#### EXERCISE GOAL:
For the entries below, the result should be an exact transcription of the lines from the one with "use crate::config::ScanConfig;" up to and including the one with "parts hold sentinels.", and only those.
++++++
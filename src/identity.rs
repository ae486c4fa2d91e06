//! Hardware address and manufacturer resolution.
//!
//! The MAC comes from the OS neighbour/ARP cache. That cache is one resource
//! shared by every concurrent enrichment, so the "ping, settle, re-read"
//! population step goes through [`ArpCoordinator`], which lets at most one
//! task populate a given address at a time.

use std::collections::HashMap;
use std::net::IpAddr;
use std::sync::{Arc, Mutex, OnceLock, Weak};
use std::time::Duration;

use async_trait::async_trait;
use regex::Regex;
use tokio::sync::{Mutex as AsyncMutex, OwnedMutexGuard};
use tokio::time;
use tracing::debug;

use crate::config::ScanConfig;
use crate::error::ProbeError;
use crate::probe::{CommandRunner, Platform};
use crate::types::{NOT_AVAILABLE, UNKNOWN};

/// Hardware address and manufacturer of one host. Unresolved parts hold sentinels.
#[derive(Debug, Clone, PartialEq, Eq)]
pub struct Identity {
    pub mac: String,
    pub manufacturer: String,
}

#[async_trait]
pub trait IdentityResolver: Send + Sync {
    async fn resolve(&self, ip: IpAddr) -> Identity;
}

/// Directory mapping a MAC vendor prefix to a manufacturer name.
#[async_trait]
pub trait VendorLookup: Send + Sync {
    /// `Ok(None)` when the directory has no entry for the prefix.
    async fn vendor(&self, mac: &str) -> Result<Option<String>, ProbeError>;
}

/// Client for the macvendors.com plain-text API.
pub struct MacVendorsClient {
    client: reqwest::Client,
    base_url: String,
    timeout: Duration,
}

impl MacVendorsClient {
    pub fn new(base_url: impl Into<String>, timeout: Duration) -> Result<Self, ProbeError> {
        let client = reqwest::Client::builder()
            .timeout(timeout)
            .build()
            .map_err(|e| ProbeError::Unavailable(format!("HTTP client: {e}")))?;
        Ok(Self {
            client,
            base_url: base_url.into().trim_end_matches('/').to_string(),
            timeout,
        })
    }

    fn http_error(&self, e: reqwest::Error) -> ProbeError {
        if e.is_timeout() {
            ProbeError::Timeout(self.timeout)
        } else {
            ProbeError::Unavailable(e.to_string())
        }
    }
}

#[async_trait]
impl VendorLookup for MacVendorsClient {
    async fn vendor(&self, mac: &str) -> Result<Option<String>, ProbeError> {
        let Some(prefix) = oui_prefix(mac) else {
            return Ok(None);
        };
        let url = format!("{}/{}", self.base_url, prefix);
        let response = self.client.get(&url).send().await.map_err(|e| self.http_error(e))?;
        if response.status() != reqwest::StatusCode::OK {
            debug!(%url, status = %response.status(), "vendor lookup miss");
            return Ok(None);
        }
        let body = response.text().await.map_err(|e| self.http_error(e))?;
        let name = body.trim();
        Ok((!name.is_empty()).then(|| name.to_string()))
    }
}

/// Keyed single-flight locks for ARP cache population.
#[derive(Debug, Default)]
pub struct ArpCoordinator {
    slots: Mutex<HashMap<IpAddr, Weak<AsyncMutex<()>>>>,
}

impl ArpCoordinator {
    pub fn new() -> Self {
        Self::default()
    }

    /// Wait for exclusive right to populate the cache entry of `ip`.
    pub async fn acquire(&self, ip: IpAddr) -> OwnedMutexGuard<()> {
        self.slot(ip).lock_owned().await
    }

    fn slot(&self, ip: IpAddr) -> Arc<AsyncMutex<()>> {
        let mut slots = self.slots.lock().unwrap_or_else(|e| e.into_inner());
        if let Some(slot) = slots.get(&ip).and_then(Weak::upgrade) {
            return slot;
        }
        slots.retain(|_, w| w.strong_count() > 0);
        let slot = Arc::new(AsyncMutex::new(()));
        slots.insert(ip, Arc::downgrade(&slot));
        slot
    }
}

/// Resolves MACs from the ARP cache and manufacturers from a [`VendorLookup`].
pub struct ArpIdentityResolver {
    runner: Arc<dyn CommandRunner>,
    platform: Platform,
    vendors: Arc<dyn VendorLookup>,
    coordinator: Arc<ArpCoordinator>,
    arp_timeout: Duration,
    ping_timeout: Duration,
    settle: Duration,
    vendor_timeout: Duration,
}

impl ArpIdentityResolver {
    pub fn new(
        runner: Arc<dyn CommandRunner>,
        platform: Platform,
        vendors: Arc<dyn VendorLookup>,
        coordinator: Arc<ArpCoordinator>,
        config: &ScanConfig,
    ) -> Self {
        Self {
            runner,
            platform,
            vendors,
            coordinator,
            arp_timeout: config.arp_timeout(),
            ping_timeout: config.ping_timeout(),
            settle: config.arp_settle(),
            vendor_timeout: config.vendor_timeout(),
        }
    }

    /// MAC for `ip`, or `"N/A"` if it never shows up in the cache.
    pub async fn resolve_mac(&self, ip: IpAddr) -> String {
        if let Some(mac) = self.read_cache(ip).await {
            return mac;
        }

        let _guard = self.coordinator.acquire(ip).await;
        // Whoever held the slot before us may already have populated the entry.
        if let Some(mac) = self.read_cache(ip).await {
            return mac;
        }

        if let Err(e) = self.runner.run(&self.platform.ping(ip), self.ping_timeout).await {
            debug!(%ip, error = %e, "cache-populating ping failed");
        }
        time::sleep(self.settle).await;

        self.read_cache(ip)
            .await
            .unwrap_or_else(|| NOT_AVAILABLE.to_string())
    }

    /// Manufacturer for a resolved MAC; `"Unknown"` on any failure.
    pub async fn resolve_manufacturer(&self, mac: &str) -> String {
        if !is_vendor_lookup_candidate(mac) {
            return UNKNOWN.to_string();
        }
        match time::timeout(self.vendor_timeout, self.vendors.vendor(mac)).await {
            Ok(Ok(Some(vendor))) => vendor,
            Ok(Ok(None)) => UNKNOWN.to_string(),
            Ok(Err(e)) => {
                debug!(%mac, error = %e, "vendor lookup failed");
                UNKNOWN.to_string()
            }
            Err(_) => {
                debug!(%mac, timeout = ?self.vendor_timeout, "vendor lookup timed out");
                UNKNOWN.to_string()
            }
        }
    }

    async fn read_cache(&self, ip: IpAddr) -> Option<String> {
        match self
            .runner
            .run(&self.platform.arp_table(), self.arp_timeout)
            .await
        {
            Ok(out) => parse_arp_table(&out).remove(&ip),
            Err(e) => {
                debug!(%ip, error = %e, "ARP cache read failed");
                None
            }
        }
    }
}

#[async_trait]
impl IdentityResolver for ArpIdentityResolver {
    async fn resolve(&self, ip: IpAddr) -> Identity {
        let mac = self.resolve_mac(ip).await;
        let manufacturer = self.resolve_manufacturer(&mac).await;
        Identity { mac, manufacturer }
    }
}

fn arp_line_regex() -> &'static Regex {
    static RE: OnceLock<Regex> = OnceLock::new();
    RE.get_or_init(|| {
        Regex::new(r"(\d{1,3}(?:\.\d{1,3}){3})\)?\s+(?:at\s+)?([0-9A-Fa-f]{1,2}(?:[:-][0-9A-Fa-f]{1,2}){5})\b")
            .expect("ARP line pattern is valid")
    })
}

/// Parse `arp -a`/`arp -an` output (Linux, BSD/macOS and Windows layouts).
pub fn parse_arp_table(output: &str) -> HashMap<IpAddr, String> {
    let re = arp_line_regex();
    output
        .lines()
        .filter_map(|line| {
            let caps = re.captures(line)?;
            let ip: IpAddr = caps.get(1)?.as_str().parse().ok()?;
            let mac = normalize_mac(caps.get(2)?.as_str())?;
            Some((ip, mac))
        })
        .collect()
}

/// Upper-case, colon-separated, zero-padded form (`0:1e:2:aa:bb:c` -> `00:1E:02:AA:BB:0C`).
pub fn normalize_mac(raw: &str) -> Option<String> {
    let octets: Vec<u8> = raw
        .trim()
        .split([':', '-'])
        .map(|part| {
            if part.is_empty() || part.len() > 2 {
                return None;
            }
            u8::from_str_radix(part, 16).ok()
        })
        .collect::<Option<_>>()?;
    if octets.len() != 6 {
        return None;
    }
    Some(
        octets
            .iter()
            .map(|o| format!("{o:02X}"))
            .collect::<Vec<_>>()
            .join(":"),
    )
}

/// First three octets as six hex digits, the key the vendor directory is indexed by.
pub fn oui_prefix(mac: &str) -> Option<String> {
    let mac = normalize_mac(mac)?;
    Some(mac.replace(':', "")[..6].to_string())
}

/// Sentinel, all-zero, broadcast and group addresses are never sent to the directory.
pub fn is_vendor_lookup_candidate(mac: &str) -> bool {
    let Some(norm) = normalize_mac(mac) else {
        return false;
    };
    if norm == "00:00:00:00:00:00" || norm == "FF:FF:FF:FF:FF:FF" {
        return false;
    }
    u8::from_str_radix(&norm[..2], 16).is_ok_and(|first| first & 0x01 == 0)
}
++++++
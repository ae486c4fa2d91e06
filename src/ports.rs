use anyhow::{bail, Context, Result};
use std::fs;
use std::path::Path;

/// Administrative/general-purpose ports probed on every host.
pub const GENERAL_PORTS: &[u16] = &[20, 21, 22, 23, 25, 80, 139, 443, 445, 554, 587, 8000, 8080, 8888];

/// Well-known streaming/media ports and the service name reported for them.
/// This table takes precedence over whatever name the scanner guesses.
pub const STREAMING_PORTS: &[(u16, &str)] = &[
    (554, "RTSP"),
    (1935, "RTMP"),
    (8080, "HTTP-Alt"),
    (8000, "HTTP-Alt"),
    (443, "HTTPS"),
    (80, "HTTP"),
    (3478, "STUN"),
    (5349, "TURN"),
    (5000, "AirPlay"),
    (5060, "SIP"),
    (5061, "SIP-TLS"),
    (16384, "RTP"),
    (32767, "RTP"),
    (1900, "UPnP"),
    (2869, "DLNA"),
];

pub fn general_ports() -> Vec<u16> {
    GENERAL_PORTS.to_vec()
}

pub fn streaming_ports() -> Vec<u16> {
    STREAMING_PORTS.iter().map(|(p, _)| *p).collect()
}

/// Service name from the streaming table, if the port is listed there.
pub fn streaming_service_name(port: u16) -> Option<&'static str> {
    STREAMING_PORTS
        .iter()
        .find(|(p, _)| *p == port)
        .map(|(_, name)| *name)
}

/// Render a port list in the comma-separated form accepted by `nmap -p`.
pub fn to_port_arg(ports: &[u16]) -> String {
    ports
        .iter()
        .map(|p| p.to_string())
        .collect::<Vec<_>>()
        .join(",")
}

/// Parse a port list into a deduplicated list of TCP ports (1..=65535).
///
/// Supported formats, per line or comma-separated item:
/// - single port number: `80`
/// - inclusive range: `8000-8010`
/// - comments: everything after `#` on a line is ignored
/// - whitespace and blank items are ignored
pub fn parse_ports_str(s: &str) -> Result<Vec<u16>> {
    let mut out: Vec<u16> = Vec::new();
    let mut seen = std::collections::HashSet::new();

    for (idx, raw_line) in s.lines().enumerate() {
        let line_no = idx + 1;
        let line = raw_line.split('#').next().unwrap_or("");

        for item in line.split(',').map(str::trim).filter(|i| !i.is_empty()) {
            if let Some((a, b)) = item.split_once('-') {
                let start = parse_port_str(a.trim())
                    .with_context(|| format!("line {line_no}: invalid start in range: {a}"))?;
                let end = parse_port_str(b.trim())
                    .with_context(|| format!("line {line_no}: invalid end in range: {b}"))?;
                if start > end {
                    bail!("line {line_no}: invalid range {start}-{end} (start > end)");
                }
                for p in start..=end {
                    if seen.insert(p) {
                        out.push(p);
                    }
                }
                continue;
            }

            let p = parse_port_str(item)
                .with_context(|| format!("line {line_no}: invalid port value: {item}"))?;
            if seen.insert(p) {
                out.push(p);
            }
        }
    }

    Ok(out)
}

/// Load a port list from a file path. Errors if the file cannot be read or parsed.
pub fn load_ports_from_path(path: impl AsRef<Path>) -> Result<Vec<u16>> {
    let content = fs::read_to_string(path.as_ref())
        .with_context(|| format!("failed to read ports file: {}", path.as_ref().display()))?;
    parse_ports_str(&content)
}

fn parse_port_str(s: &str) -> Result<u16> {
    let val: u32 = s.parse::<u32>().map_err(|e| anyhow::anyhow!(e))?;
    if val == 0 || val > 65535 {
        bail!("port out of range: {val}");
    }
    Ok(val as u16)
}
++++++
#### EXERCISE SOLUTION:
use crate::config::ScanConfig;
use crate::error::ProbeError;
use crate::probe::{CommandRunner, Platform};
use crate::types::{NOT_AVAILABLE, UNKNOWN};

/// Hardware address and manufacturer of one host. Unresolved parts hold sentinels.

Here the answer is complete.